Springe auf Hauptinhalt Springe auf Hauptmenü Springe auf SiteSearch
Möglichkeiten zum Schutz vor Rückstau

Heben, absperren oder Hybrid-Lösung?

Vor allem bei starkem Regen kommt das öffentliche Kanalnetz schnell an seine Grenzen. Das Abwasser staut sich in der Kanalisation und drückt zurück in die Gebäude. Ohne passenden Rückstauschutz sind vollgelaufene Keller mit Schäden an Mobiliar, Wänden und Bodenbelag die Folge. Davor schützen kann nur ein Rückstauverschluss, eine Hebe­anlage oder eine Rückstauhebeanlage. Bei der Auswahl des richtigen Produktes und beim Einbau ist das Einhalten der geltenden Normen und Vorschriften entscheidend. Denn kommt es in Folge einer falsch gesetzten Rückstauklappe zu Überschwemmungsschäden im Haus des Bauherren, können Installateure und Planer auch über den Ablauf der Gewährleistungsfrist hinaus für diese Schäden nach § 823 BGB (OLG Hamm, Urteil vom 24.11.1992, 24 U 169/91) haften.

Grundlagen der Entwässerungsplanung

Grundsätzlich sind Grundstücksentwässerungsanlagen so zu installieren, dass eine unplanmäßige Überflutung im Gebäude oder auf dem Grundstück vermieden wird.

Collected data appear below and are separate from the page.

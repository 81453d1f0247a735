//! Subscriber setup for binaries embedding fob-shake.
//!
//! Only compiled with the `logging` feature. Library users install their own subscriber;
//! the passes only emit `tracing` events (`info` for run summaries, `debug` per module).

use std::sync::Once;

use tracing_subscriber::filter::LevelFilter;
use tracing_subscriber::{EnvFilter, fmt, layer::SubscriberExt, util::SubscriberInitExt};

static INIT: Once = Once::new();

/// Verbosity of the shaking passes.
#[derive(Debug, Clone, Copy, Default, PartialEq, Eq, PartialOrd, Ord)]
pub enum LogLevel {
    Silent,
    Error,
    Warn,
    /// Run summaries and skipped modules.
    #[default]
    Info,
    /// Every removed module, export and dropped edge.
    Debug,
    Trace,
}

impl LogLevel {
    fn as_level_filter(self) -> LevelFilter {
        match self {
            LogLevel::Silent => LevelFilter::OFF,
            LogLevel::Error => LevelFilter::ERROR,
            LogLevel::Warn => LevelFilter::WARN,
            LogLevel::Info => LevelFilter::INFO,
            LogLevel::Debug => LevelFilter::DEBUG,
            LogLevel::Trace => LevelFilter::TRACE,
        }
    }
}

/// Unrecognised log level name.
#[derive(Debug, Clone, PartialEq, Eq, thiserror::Error)]
#[error("invalid log level `{0}` (expected silent, error, warn, info, debug or trace)")]
pub struct ParseLogLevelError(String);

impl std::str::FromStr for LogLevel {
    type Err = ParseLogLevelError;

    fn from_str(s: &str) -> Result<Self, Self::Err> {
        match s.trim().to_lowercase().as_str() {
            "silent" | "off" => Ok(LogLevel::Silent),
            "error" => Ok(LogLevel::Error),
            "warn" | "warning" => Ok(LogLevel::Warn),
            "info" => Ok(LogLevel::Info),
            "debug" => Ok(LogLevel::Debug),
            "trace" => Ok(LogLevel::Trace),
            other => Err(ParseLogLevelError(other.to_string())),
        }
    }
}

impl std::fmt::Display for LogLevel {
    fn fmt(&self, f: &mut std::fmt::Formatter<'_>) -> std::fmt::Result {
        write!(f, "{}", self.as_level_filter())
    }
}

/// Install a compact stderr subscriber at `level`, still honouring `RUST_LOG` directives.
///
/// Only the first call in a process takes effect.
///
/// ```rust,no_run
/// use fob_shake::logging::{init_logging, LogLevel};
///
/// init_logging(LogLevel::Debug);
/// ```
pub fn init_logging(level: LogLevel) {
    INIT.call_once(|| {
        let filter = EnvFilter::builder()
            .with_default_directive(level.as_level_filter().into())
            .from_env_lossy();
        install(filter);
    });
}

/// Like [`init_logging`], but the level comes from `RUST_LOG` alone (`info` when unset).
pub fn init_logging_from_env() {
    INIT.call_once(|| {
        let filter = EnvFilter::try_from_default_env().unwrap_or_else(|_| {
            EnvFilter::builder()
                .with_default_directive(LevelFilter::INFO.into())
                .from_env_lossy()
        });
        install(filter);
    });
}

fn install(filter: EnvFilter) {
    // Timestamps are left to the embedding application.
    let layer = fmt::layer()
        .compact()
        .with_target(false)
        .without_time()
        .with_writer(std::io::stderr);
    if tracing_subscriber::registry().with(filter).with(layer).try_init().is_err() {
        tracing::debug!("[fob-shake] a global subscriber is already installed");
    }
}

#[cfg(test)]
mod tests {
    use super::*;

    #[test]
    fn parses_level_names() {
        assert_eq!("debug".parse::<LogLevel>().unwrap(), LogLevel::Debug);
        assert_eq!("Warning".parse::<LogLevel>().unwrap(), LogLevel::Warn);
        assert_eq!(" off ".parse::<LogLevel>().unwrap(), LogLevel::Silent);
        assert_eq!("TRACE".parse::<LogLevel>().unwrap(), LogLevel::Trace);
        assert_eq!(
            "loud".parse::<LogLevel>().unwrap_err(),
            ParseLogLevelError("loud".to_string())
        );
    }

    #[test]
    fn displays_as_filter_directive() {
        assert_eq!(LogLevel::Info.to_string(), "info");
        assert_eq!(LogLevel::Silent.to_string(), "off");
        assert_eq!(LogLevel::default(), LogLevel::Info);
        assert!(LogLevel::Debug > LogLevel::Warn);
    }
}
//! Mutation methods for ModuleGraph.
//!
//! Every change to an export table is paired with the matching change to the contribution
//! ledger of the edge responsible for it, so a target's counts always equal its seeded counts
//! plus the ledgers of its live incoming edges.

use rustc_hash::FxHashSet;

use super::ModuleGraph;
use crate::Result;
use crate::error::ShakeError;
use crate::export_table::ImportUsage;
use crate::module::{Dependency, Module};
use crate::module_id::ModuleId;

impl ModuleGraph {
    /// Add a module into the graph.
    pub fn add_module(&mut self, module: Module) -> Result<()> {
        if self.modules.contains_key(&module.id) {
            return Err(ShakeError::DuplicateModule(module.id));
        }

        if module.is_entry {
            self.entry_points.insert(module.id.clone());
        }

        self.modules.insert(module.id.clone(), module);
        Ok(())
    }

    /// Mark a module as an entry point.
    pub fn add_entry_point(&mut self, id: ModuleId) {
        if let Some(module) = self.modules.get_mut(&id) {
            module.is_entry = true;
        }
        self.entry_points.insert(id);
    }

    fn edge(&self, importer: &ModuleId, specifier: &str) -> Result<&Dependency> {
        self.require(importer)?
            .dependency(specifier)
            .ok_or_else(|| ShakeError::MissingDependency {
                module: importer.clone(),
                specifier: specifier.to_string(),
            })
    }

    /// Add `usage` to the target of `importer`'s edge `specifier` and record it in the edge's
    /// ledger.
    pub(crate) fn contribute(
        &mut self,
        importer: &ModuleId,
        specifier: &str,
        usage: &ImportUsage,
    ) -> Result<()> {
        let target_id = self.edge(importer, specifier)?.target.clone();

        let target = self
            .modules
            .get_mut(&target_id)
            .ok_or_else(|| ShakeError::MissingModule(target_id.clone()))?;
        target
            .exports_mut()
            .add(usage)
            .map_err(|err| ShakeError::count(&target_id, err))?;

        self.ledger_mut(importer, specifier)?
            .absorb(usage)
            .map_err(|err| ShakeError::count(importer, err))
    }

    /// Whether [`ModuleGraph::release`] would succeed for this edge and delta.
    pub(crate) fn can_release(
        &self,
        importer: &ModuleId,
        specifier: &str,
        usage: &ImportUsage,
    ) -> bool {
        let Ok(edge) = self.edge(importer, specifier) else {
            return false;
        };
        let Some(target) = self.modules.get(&edge.target) else {
            return false;
        };
        edge.contribution().covers(usage) && target.exports().can_release(usage)
    }

    /// Give back part of an edge's contribution. Nothing changes if the edge holds less than
    /// `usage`.
    pub(crate) fn release(
        &mut self,
        importer: &ModuleId,
        specifier: &str,
        usage: &ImportUsage,
    ) -> Result<()> {
        let edge = self.edge(importer, specifier)?;
        let target_id = edge.target.clone();
        let mut remaining = edge.contribution().clone();
        remaining
            .subtract(usage)
            .map_err(|err| ShakeError::count(importer, err))?;

        let target = self
            .modules
            .get_mut(&target_id)
            .ok_or_else(|| ShakeError::MissingModule(target_id.clone()))?;
        target
            .exports_mut()
            .release(usage)
            .map_err(|err| ShakeError::count(&target_id, err))?;

        *self.ledger_mut(importer, specifier)? = remaining;
        Ok(())
    }

    /// Remove an edge after returning whatever it still contributes to its target.
    pub(crate) fn drop_dependency(
        &mut self,
        importer: &ModuleId,
        specifier: &str,
    ) -> Result<Option<Dependency>> {
        let Some(edge) = self.require(importer)?.dependency(specifier) else {
            return Ok(None);
        };
        let contribution = edge.contribution().clone();
        if self.modules.contains_key(&edge.target) && !contribution.is_empty() {
            self.release(importer, specifier, &contribution)?;
        }

        Ok(self
            .modules
            .get_mut(importer)
            .and_then(|module| module.dependencies_mut().shift_remove(specifier)))
    }

    /// Delete a module and return its contributions to the targets that still exist.
    ///
    /// Returns the ids of the targets whose counts changed, in dependency order.
    pub(crate) fn remove_module(&mut self, id: &ModuleId) -> Result<Option<Vec<ModuleId>>> {
        let Some(module) = self.modules.shift_remove(id) else {
            return Ok(None);
        };

        let mut touched = Vec::new();
        for dependency in module.dependencies().values() {
            let Some(target) = self.modules.get_mut(&dependency.target) else {
                continue;
            };
            target
                .exports_mut()
                .release(dependency.contribution())
                .map_err(|err| ShakeError::count(&dependency.target, err))?;
            if !touched.contains(&dependency.target) {
                touched.push(dependency.target.clone());
            }
        }

        Ok(Some(touched))
    }

    /// Drop every edge whose target is no longer part of the graph. Returns how many were
    /// dropped.
    pub fn prune_dangling_dependencies(&mut self) -> usize {
        let live: FxHashSet<ModuleId> = self.modules.keys().cloned().collect();
        let mut pruned = 0;
        for module in self.modules.values_mut() {
            let before = module.dependencies().len();
            module
                .dependencies_mut()
                .retain(|_, dependency| live.contains(&dependency.target));
            pruned += before - module.dependencies().len();
        }
        pruned
    }

    fn ledger_mut(&mut self, importer: &ModuleId, specifier: &str) -> Result<&mut ImportUsage> {
        self.modules
            .get_mut(importer)
            .and_then(|module| module.dependencies_mut().get_mut(specifier))
            .map(Dependency::contribution_mut)
            .ok_or_else(|| ShakeError::MissingDependency {
                module: importer.clone(),
                specifier: specifier.to_string(),
            })
    }
}
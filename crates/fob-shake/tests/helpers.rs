//! Shared test utilities for fob-shake integration tests.

#![allow(dead_code)]

use fob_shake::{
    ModuleGraph, ModuleId, ShakeReport, SourceGraphLoader, TreeShakeConfig, TreeShaker,
};

pub fn id(path: &str) -> ModuleId {
    ModuleId::new(path).expect("module id")
}

/// Build a graph from `(path, code)` pairs; the first pair is the entry point.
pub fn graph(modules: &[(&str, &str)]) -> ModuleGraph {
    let mut loader = SourceGraphLoader::new();
    for (index, (path, code)) in modules.iter().enumerate() {
        loader = if index == 0 {
            loader.entry(path, *code)
        } else {
            loader.source(path, *code)
        };
    }
    loader.build().expect("graph")
}

pub async fn shake(graph: &mut ModuleGraph) -> ShakeReport {
    shake_with(graph, TreeShakeConfig::default()).await
}

pub async fn shake_with(graph: &mut ModuleGraph, config: TreeShakeConfig) -> ShakeReport {
    TreeShaker::with_config(config)
        .expect("valid config")
        .shake(graph)
        .await
        .expect("shake")
}

/// Current source of a module's tree.
pub fn code(graph: &ModuleGraph, path: &str) -> String {
    graph
        .module(&id(path))
        .unwrap_or_else(|| panic!("{path} is not in the graph"))
        .tree()
        .source()
        .to_string()
}
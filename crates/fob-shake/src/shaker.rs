//! The tree shaking driver.

use serde::{Deserialize, Serialize};

use crate::Result;
use crate::collect::collect_exports;
use crate::config::TreeShakeConfig;
use crate::graph::ModuleGraph;
use crate::ignore::{IgnoreFilter, IgnoreRules};
use crate::module_id::ModuleId;
use crate::prune::{PruneOptions, SkippedModule, remove_unused_exports};
use crate::sweep::sweep;
use crate::transform::{CodegenTransformer, Transformer};

/// What a run did to the graph.
#[derive(Debug, Clone, Default, PartialEq, Eq, Serialize, Deserialize)]
#[serde(rename_all = "camelCase")]
pub struct ShakeReport {
    pub modules_before: usize,
    pub modules_after: usize,
    /// Edges that contributed references during collection.
    pub references_collected: usize,
    /// Swept modules, in removal order.
    pub removed: Vec<ModuleId>,
    /// Modules whose tree was edited, including ones swept afterwards.
    pub edited: Vec<ModuleId>,
    pub skipped: Vec<SkippedModule>,
    /// Statements, declarators and specifiers deleted across all modules.
    pub removals: usize,
    /// Edges dropped while pruning.
    pub dropped_edges: usize,
    /// Edges dropped because their target was swept.
    pub dangling_edges_pruned: usize,
}

impl ShakeReport {
    fn untouched(modules: usize) -> Self {
        Self {
            modules_before: modules,
            modules_after: modules,
            ..Self::default()
        }
    }
}

/// Runs collection, pruning and sweeping over a resolved module graph.
///
/// ```rust,no_run
/// use fob_shake::{SourceGraphLoader, TreeShakeConfig, TreeShaker};
///
/// # async fn run() -> fob_shake::Result<()> {
/// let mut graph = SourceGraphLoader::new()
///     .entry("/app/main.js", "import { used } from './lib';\nused();")
///     .source("/app/lib.js", "export function used() {}\nexport function unused() {}")
///     .build()?;
///
/// let report = TreeShaker::with_config(TreeShakeConfig::default())?
///     .shake(&mut graph)
///     .await?;
/// println!("{} -> {} modules", report.modules_before, report.modules_after);
/// # Ok(())
/// # }
/// ```
pub struct TreeShaker {
    config: TreeShakeConfig,
    ignore: IgnoreRules,
    transformer: Box<dyn Transformer>,
}

impl TreeShaker {
    /// Validates `config` and compiles its ignore patterns.
    pub fn new(config: TreeShakeConfig, transformer: impl Transformer + 'static) -> Result<Self> {
        config.validate()?;
        let ignore = config.ignore_rules()?;
        Ok(Self {
            config,
            ignore,
            transformer: Box::new(transformer),
        })
    }

    /// Shaker regenerating output with [`CodegenTransformer`].
    pub fn with_config(config: TreeShakeConfig) -> Result<Self> {
        let transformer = CodegenTransformer::new().with_source_maps(config.source_maps);
        Self::new(config, transformer)
    }

    /// Protect additional modules from pruning and sweeping.
    pub fn with_ignore_filter(mut self, filter: impl IgnoreFilter + 'static) -> Self {
        self.ignore = self.ignore.with_filter(filter);
        self
    }

    pub fn config(&self) -> &TreeShakeConfig {
        &self.config
    }

    /// Shake `graph` in place.
    ///
    /// A graph failing validation is rejected before anything changes. Modules whose edit
    /// fails are reported in [`ShakeReport::skipped`] and kept as they were.
    pub async fn shake(&self, graph: &mut ModuleGraph) -> Result<ShakeReport> {
        if !self.config.enabled {
            tracing::debug!("[fob-shake] disabled, leaving {} modules", graph.len());
            return Ok(ShakeReport::untouched(graph.len()));
        }

        graph.validate()?;
        let modules_before = graph.len();
        tracing::info!("[fob-shake] shaking {} modules", modules_before);

        let references_collected = collect_exports(graph)?;

        let options = PruneOptions::from(&self.config);
        let pruned =
            remove_unused_exports(graph, &self.ignore, self.transformer.as_ref(), &options)
                .await?;

        let swept = sweep(graph, &self.ignore)?;

        let report = ShakeReport {
            modules_before,
            modules_after: graph.len(),
            references_collected,
            removed: swept.removed,
            edited: pruned.edited,
            skipped: pruned.skipped,
            removals: pruned.removals,
            dropped_edges: pruned.dropped_edges,
            dangling_edges_pruned: swept.dangling_edges,
        };

        tracing::info!(
            "[fob-shake] {} -> {} modules ({} edited, {} skipped, {} removed)",
            report.modules_before,
            report.modules_after,
            report.edited.len(),
            report.skipped.len(),
            report.removed.len()
        );
        Ok(report)
    }
}

impl std::fmt::Debug for TreeShaker {
    fn fmt(&self, f: &mut std::fmt::Formatter<'_>) -> std::fmt::Result {
        f.debug_struct("TreeShaker")
            .field("config", &self.config)
            .field("ignore", &self.ignore)
            .finish_non_exhaustive()
    }
}

#[cfg(test)]
mod tests {
    use super::*;
    use crate::error::ShakeError;
    use crate::loader::SourceGraphLoader;

    fn graph() -> ModuleGraph {
        SourceGraphLoader::new()
            .entry("/app/main.js", "import { a } from './lib';\nconsole.log(a);")
            .source("/app/lib.js", "export const a = 1;\nexport const b = 2;")
            .source("/app/dead.js", "export const c = 3;")
            .build()
            .unwrap()
    }

    #[tokio::test]
    async fn disabled_shaker_leaves_the_graph_alone() {
        let mut graph = graph();
        let config = TreeShakeConfig {
            enabled: false,
            ..TreeShakeConfig::default()
        };
        let report = TreeShaker::with_config(config)
            .unwrap()
            .shake(&mut graph)
            .await
            .unwrap();

        assert_eq!(report, ShakeReport::untouched(3));
        assert_eq!(graph.len(), 3);
    }

    #[tokio::test]
    async fn report_counts_every_phase() {
        let mut graph = graph();
        let report = TreeShaker::with_config(TreeShakeConfig::default())
            .unwrap()
            .shake(&mut graph)
            .await
            .unwrap();

        assert_eq!(report.modules_before, 3);
        assert_eq!(report.modules_after, 2);
        assert_eq!(report.references_collected, 1);
        assert_eq!(report.removed, vec![ModuleId::new("/app/dead.js").unwrap()]);
        // dead.js loses its export before it is swept.
        assert_eq!(
            report.edited,
            vec![
                ModuleId::new("/app/lib.js").unwrap(),
                ModuleId::new("/app/dead.js").unwrap()
            ]
        );
        assert_eq!(report.removals, 2);
        assert!(report.skipped.is_empty());

        let json = serde_json::to_value(&report).unwrap();
        assert_eq!(json["modulesAfter"], 2);
    }

    #[tokio::test]
    async fn custom_filters_protect_modules() {
        let mut graph = graph();
        let dead = ModuleId::new("/app/dead.js").unwrap();
        let keep = dead.clone();
        let report = TreeShaker::with_config(TreeShakeConfig::default())
            .unwrap()
            .with_ignore_filter(move |id: &ModuleId| id == &keep)
            .shake(&mut graph)
            .await
            .unwrap();

        assert!(report.removed.is_empty());
        assert!(graph.contains(&dead));
    }

    #[test]
    fn invalid_config_is_rejected_up_front() {
        let config = TreeShakeConfig {
            transform_concurrency: 0,
            ..TreeShakeConfig::default()
        };
        assert!(matches!(
            TreeShaker::with_config(config),
            Err(ShakeError::Config(_))
        ));
    }
}
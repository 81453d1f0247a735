//! Modules the pass must leave alone.
//!
//! Ignored modules are never pruned or swept, but other modules' usage still propagates into
//! them. Typical candidates are runtime glue and helper packages that generated code imports
//! after shaking.

use regex::Regex;

use crate::error::ConfigError;
use crate::module_id::ModuleId;

/// Predicate deciding whether a module is protected from pruning and sweeping.
pub trait IgnoreFilter: Send + Sync {
    fn is_ignored(&self, id: &ModuleId) -> bool;
}

impl<F> IgnoreFilter for F
where
    F: Fn(&ModuleId) -> bool + Send + Sync,
{
    fn is_ignored(&self, id: &ModuleId) -> bool {
        self(id)
    }
}

/// Regex patterns matched against the module path, plus optional custom filters.
#[derive(Default)]
pub struct IgnoreRules {
    patterns: Vec<Regex>,
    filters: Vec<Box<dyn IgnoreFilter>>,
}

impl IgnoreRules {
    pub fn new() -> Self {
        Self::default()
    }

    /// Compile `patterns`; any invalid pattern fails the whole set.
    pub fn from_patterns<I, S>(patterns: I) -> Result<Self, ConfigError>
    where
        I: IntoIterator<Item = S>,
        S: AsRef<str>,
    {
        let patterns = patterns
            .into_iter()
            .map(|pattern| {
                let pattern = pattern.as_ref();
                Regex::new(pattern).map_err(|source| ConfigError::InvalidPattern {
                    pattern: pattern.to_string(),
                    source,
                })
            })
            .collect::<Result<Vec<_>, _>>()?;
        Ok(Self {
            patterns,
            filters: Vec::new(),
        })
    }

    /// Add a custom predicate, consulted after the patterns.
    pub fn with_filter(mut self, filter: impl IgnoreFilter + 'static) -> Self {
        self.filters.push(Box::new(filter));
        self
    }

    pub fn is_empty(&self) -> bool {
        self.patterns.is_empty() && self.filters.is_empty()
    }
}

impl IgnoreFilter for IgnoreRules {
    fn is_ignored(&self, id: &ModuleId) -> bool {
        let path = id.path_string();
        self.patterns.iter().any(|pattern| pattern.is_match(&path))
            || self.filters.iter().any(|filter| filter.is_ignored(id))
    }
}

impl std::fmt::Debug for IgnoreRules {
    fn fmt(&self, f: &mut std::fmt::Formatter<'_>) -> std::fmt::Result {
        f.debug_struct("IgnoreRules")
            .field(
                "patterns",
                &self.patterns.iter().map(Regex::as_str).collect::<Vec<_>>(),
            )
            .field("filters", &self.filters.len())
            .finish()
    }
}
//! Dead module sweeping.

use std::collections::VecDeque;

use rustc_hash::FxHashSet;

use crate::Result;
use crate::graph::ModuleGraph;
use crate::ignore::IgnoreFilter;
use crate::module_id::ModuleId;

/// Outcome of a sweep.
#[derive(Debug, Clone, Default, PartialEq, Eq)]
pub struct SweepOutcome {
    /// Removed modules, in removal order.
    pub removed: Vec<ModuleId>,
    /// Edges dropped because their target no longer exists.
    pub dangling_edges: usize,
}

/// Delete every module nobody references, cascading into its dependencies.
///
/// Seeds the worklist with every exhausted module that is neither ignored nor an entry point,
/// then removes modules one at a time, releasing each removed module's contributions and
/// queueing targets that become exhausted. A module is queued at most once, so cycles
/// terminate. Surviving edges to removed modules are dropped at the end.
pub fn sweep(graph: &mut ModuleGraph, ignore: &dyn IgnoreFilter) -> Result<SweepOutcome> {
    let mut queue: VecDeque<ModuleId> = graph
        .modules()
        .filter(|module| {
            module.exports().is_exhausted() && !is_protected(graph, ignore, &module.id)
        })
        .map(|module| module.id.clone())
        .collect();
    let mut queued: FxHashSet<ModuleId> = queue.iter().cloned().collect();

    let mut outcome = SweepOutcome::default();
    while let Some(id) = queue.pop_front() {
        if !graph.contains(&id) || is_protected(graph, ignore, &id) {
            continue;
        }

        let Some(touched) = graph.remove_module(&id)? else {
            continue;
        };
        tracing::debug!("[fob-shake] removed unreferenced module {}", id);
        outcome.removed.push(id);

        for target in touched {
            let exhausted = graph
                .module(&target)
                .is_some_and(|module| module.exports().is_exhausted());
            if exhausted && !queued.contains(&target) {
                queued.insert(target.clone());
                queue.push_back(target);
            }
        }
    }

    outcome.dangling_edges = graph.prune_dangling_dependencies();
    Ok(outcome)
}

fn is_protected(graph: &ModuleGraph, ignore: &dyn IgnoreFilter, id: &ModuleId) -> bool {
    graph.is_entry(id) || ignore.is_ignored(id)
}
impl From<&TreeShakeConfig> for PruneOptions {
    fn from(config: &TreeShakeConfig) -> Self {
        Self {
            prune_local_declarations: config.prune_local_declarations,
            default_helpers: config.interop_helpers.default.clone(),
            namespace_helpers: config.interop_helpers.namespace.clone(),
            transform_concurrency: config.transform_concurrency,
        }
    }
}

/// A module the pruner had to leave as it was.
#[derive(Debug, Clone, PartialEq, Eq, Serialize, Deserialize)]
pub struct SkippedModule {
    pub id: ModuleId,
    pub reason: String,
}

/// Result of a pruning pass.
#[derive(Debug, Clone, Default, PartialEq, Eq)]
pub struct PruneOutcome {
    /// Modules whose tree changed, in processing order.
    pub edited: Vec<ModuleId>,
    pub skipped: Vec<SkippedModule>,
    /// Individual statements, declarators and specifiers removed.
    pub removals: usize,
    /// Edges dropped while pruning.
    pub dropped_edges: usize,
}

/// Remove dead exports from every module that is neither ignored nor an entry point, then
/// regenerate the output of every edited module.
pub async fn remove_unused_exports(
    graph: &mut ModuleGraph,
    ignore: &dyn IgnoreFilter,
    transformer: &dyn Transformer,
    options: &PruneOptions,
) -> Result<PruneOutcome> {
    let mut outcome = PruneOutcome::default();

    for id in graph.propagation_order() {
        if ignore.is_ignored(&id) || graph.is_entry(&id) {
            continue;
        }

        match prune_module(graph, &id, options)? {
            ModuleEdit::Unchanged => {}
            ModuleEdit::Edited {
                removals,
                dropped_edges,
                tree_changed,
            } => {
                tracing::debug!(
                    "[fob-shake] pruned {} ({} removals, {} edges dropped)",
                    id,
                    removals,
                    dropped_edges
                );
                outcome.removals += removals;
                outcome.dropped_edges += dropped_edges;
                if tree_changed {
                    outcome.edited.push(id);
                }
            }
            ModuleEdit::Skipped(err) => {
                tracing::warn!("[fob-shake] leaving {} unpruned: {}", id, err);
                outcome.skipped.push(SkippedModule {
                    id,
                    reason: err.to_string(),
                });
            }
        }
    }

    regenerate_outputs(
        graph,
        transformer,
        &outcome.edited,
        options.transform_concurrency,
    )
    .await?;

    Ok(outcome)
}
//! Shared plumbing for the protocol state machines.
//!
//! Each machine is a value: `handle` takes the current state plus one
//! inbound event (a message or a timeout) and returns the messages to
//! send, never suspending. The surrounding scheduler owns deadlines and
//! delivery, which keeps the machines runnable against a deterministic
//! simulator in tests.

use crate::messages::ConsensusMessage;

#[derive(Debug, Clone, Copy, PartialEq, Eq, Hash)]
pub enum Role {
    Actor,
    Participant,
}

/// One inbound event. Every receive is a suspension point of the
/// enclosing protocol run; cancellation from outside is delivered as a
/// synthetic `Timeout`.
#[derive(Debug, Clone)]
pub enum Input {
    Message {
        from: String,
        message: ConsensusMessage,
    },
    Timeout,
}

/// A message the machine wants delivered. Sends are atomic and
/// non-suspending from the machine's point of view.
#[derive(Debug, Clone)]
pub struct Outbound {
    pub to: String,
    pub message: ConsensusMessage,
}

pub(crate) fn multicast(
    recipients: impl IntoIterator<Item = String>,
    message: ConsensusMessage,
) -> Vec<Outbound> {
    recipients
        .into_iter()
        .map(|to| Outbound {
            to,
            message: message.clone(),
        })
        .collect()
}

/// Driver-facing surface shared by all four machines.
pub trait ProtocolMachine: Send {
    fn handle(&mut self, input: Input) -> Vec<Outbound>;

    /// Terminal means done, aborted or timed out; the instance is
    /// destroyed afterwards.
    fn is_terminal(&self) -> bool;

    /// Current phase label, used for tracing and for resetting the
    /// receive deadline between stages.
    fn phase(&self) -> &'static str;
}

Denn nach DIN EN 12056-4 kann trotz der Bemessung nach den jeweils geltenden anerkannten Regeln der Technik und eines sorgfältigen Betriebes Rückstau jederzeit vorkommen. Die Gemeinden fordern deshalb jeden Bauherren und Hausbesitzer auf, sich durch den Einbau einer geeigneten Rückstausicherung selbst zu sichern, um so Schäden zu verhindern. DIN 1986-100 besagt, dass Entwässerungsgegenstände oberhalb der Rückstauebene mittels Schwerkraft zu entwässern sind. Abwasser, das von Entwässerungsgegenständen und Bodenabläufen oberhalb der Rückstauebene kommt, darf also nicht über Rückstauverschlüsse geführt werden. Nur in Fällen, in denen das Gefälle zum Kanal nicht ausreicht, darf es über Abwasserhebeanlagen abgeleitet werden. Ablaufstellen unterhalb der Rückstauebene sind nach DIN EN 12056-4 durch automatisch arbeitende Abwasserhebeanlagen mit Rückstauschleife gegen Rückstau zu sichern (Bild 1). Unter bestimmten Voraussetzungen können auch Rückstauverschlüsse nach DIN EN 13564-1 eingesetzt werden. ­Alle in einer Entwässerungsanlage verbauten Produkte gelten als Bauprodukte und müssen gemäß der Bauproduktenrichtlinie, Landesbauordnung und DIN 1986-100 baurechtlich geregelt sein. Dazu sind folgende Nachweisverfahren erlaubt: Harmonisierte Normen wie DIN EN 12050 für Hebeanlagen oder DIN EN 13564 für Rückstauverschlüsse, allgemeine bauaufsichtliche Zulassungen oder bauaufsichtliche Zustimmungen im Einzelfall durch eine Eignungsfeststellung und Abklärung mit einer zuständigen Behörde.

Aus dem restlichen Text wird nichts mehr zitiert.